Start of RECORDS PROVIDED

//! Remediation action proposers.
//!
//! The monitor asks a proposer for candidate actions whenever a position
//! needs attention. The trait seam allows an external generator (an LLM
//! advisor, a strategy service) to be plugged in; the built-in
//! [`RuleBasedProposer`] produces deterministic repay/supply proposals from
//! wallet balances alone.

use anyhow::{Context, Result};
use async_trait::async_trait;
use guardian_api::{parse_proposals, ActionType, HoldingsSnapshot, ProposedAction};
use tracing::debug;

use crate::position::Position;

/// Produces candidate remediation actions for one at-risk position.
///
/// Proposals are untrusted; the validator checks feasibility afterwards.
#[async_trait]
pub trait ActionProposer: Send + Sync {
    async fn propose(
        &self,
        position: &Position,
        holdings: &[HoldingsSnapshot],
    ) -> Result<Vec<ProposedAction>>;
}

/// Deterministic proposer that repays part of the largest debt and tops up
/// the largest collateral, capped by what the wallet actually holds.
#[derive(Debug, Clone, Copy)]
pub struct RuleBasedProposer {
    /// Fraction of the largest debt to repay
    repay_fraction: f64,
    /// Fraction of the largest supplied amount to add as collateral
    supply_fraction: f64,
}

impl RuleBasedProposer {
    pub fn new(repay_fraction: f64, supply_fraction: f64) -> Self {
        Self {
            repay_fraction,
            supply_fraction,
        }
    }

    fn wallet_balance(holdings: &[HoldingsSnapshot], chain_id: u64, token: &str) -> f64 {
        holdings
            .iter()
            .filter(|s| s.chain_id == chain_id)
            .map(|s| s.balance_of(token))
            .sum()
    }
}

impl Default for RuleBasedProposer {
    fn default() -> Self {
        Self::new(0.3, 0.2)
    }
}

#[async_trait]
impl ActionProposer for RuleBasedProposer {
    async fn propose(
        &self,
        position: &Position,
        holdings: &[HoldingsSnapshot],
    ) -> Result<Vec<ProposedAction>> {
        let mut actions = Vec::new();

        if let Some(debt) = position.largest_debt() {
            let balance = Self::wallet_balance(holdings, position.chain_id, &debt.token);
            let amount = (debt.amount * self.repay_fraction).min(balance);
            if amount > 0.0 {
                actions.push(ProposedAction {
                    order: 1,
                    action_type: ActionType::Repay,
                    token: debt.token.clone(),
                    amount,
                    src_chain_id: None,
                    dst_chain_id: None,
                    reason: format!(
                        "Repay {} {} to reduce debt and raise the health factor",
                        amount, debt.token
                    ),
                });
            }
        }

        if let Some(collateral) = position.largest_collateral() {
            let balance = Self::wallet_balance(holdings, position.chain_id, &collateral.token);
            let amount = (collateral.amount * self.supply_fraction).min(balance);
            if amount > 0.0 {
                actions.push(ProposedAction {
                    order: 2,
                    action_type: ActionType::Supply,
                    token: collateral.token.clone(),
                    amount,
                    src_chain_id: None,
                    dst_chain_id: None,
                    reason: format!(
                        "Supply {} {} as additional collateral",
                        amount, collateral.token
                    ),
                });
            }
        }

        Ok(actions)
    }
}

/// Source of raw proposal payloads, typically an LLM advisor service.
///
/// The payload is untrusted text; [`GeneratorBackedProposer`] parses it
/// through the proposal schema before anything downstream sees it.
#[async_trait]
pub trait ProposalGenerator: Send + Sync {
    async fn generate(
        &self,
        position: &Position,
        holdings: &[HoldingsSnapshot],
    ) -> Result<String>;
}

/// Proposer backed by an external payload generator.
///
/// A payload that cannot be interpreted at all surfaces as an error;
/// individually malformed actions inside it are dropped by the schema
/// parser. Proposal sets for other chains are ignored.
pub struct GeneratorBackedProposer<G> {
    generator: G,
}

impl<G> GeneratorBackedProposer<G> {
    pub fn new(generator: G) -> Self {
        Self { generator }
    }
}

#[async_trait]
impl<G: ProposalGenerator> ActionProposer for GeneratorBackedProposer<G> {
    async fn propose(
        &self,
        position: &Position,
        holdings: &[HoldingsSnapshot],
    ) -> Result<Vec<ProposedAction>> {
        let payload = self
            .generator
            .generate(position, holdings)
            .await
            .context("proposal generator failed")?;

        let sets = parse_proposals(&payload).context("proposal payload was not interpretable")?;

        let actions = sets
            .into_iter()
            .find(|set| set.chain_id == position.chain_id)
            .map(|set| set.actions)
            .unwrap_or_default();

        debug!(
            chain_id = position.chain_id,
            actions = actions.len(),
            "Parsed generated proposals"
        );
        Ok(actions)
    }
}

End of RECORDS PROVIDED

### EXERCISE REQUIREMENTS
All lines from the opening of the listing above through the line that contains "add as collateral" should be given again exactly, and nothing more.

### EXPECTED ANSWER
//! Remediation action proposers.
//!
//! The monitor asks a proposer for candidate actions whenever a position
//! needs attention. The trait seam allows an external generator (an LLM
//! advisor, a strategy service) to be plugged in; the built-in
//! [`RuleBasedProposer`] produces deterministic repay/supply proposals from
//! wallet balances alone.

use anyhow::{Context, Result};
use async_trait::async_trait;
use guardian_api::{parse_proposals, ActionType, HoldingsSnapshot, ProposedAction};
use tracing::debug;

use crate::position::Position;

/// Produces candidate remediation actions for one at-risk position.
///
/// Proposals are untrusted; the validator checks feasibility afterwards.
#[async_trait]
pub trait ActionProposer: Send + Sync {
    async fn propose(
        &self,
        position: &Position,
        holdings: &[HoldingsSnapshot],
    ) -> Result<Vec<ProposedAction>>;
}

/// Deterministic proposer that repays part of the largest debt and tops up
/// the largest collateral, capped by what the wallet actually holds.
#[derive(Debug, Clone, Copy)]
pub struct RuleBasedProposer {
    /// Fraction of the largest debt to repay
    repay_fraction: f64,
    /// Fraction of the largest supplied amount to add as collateral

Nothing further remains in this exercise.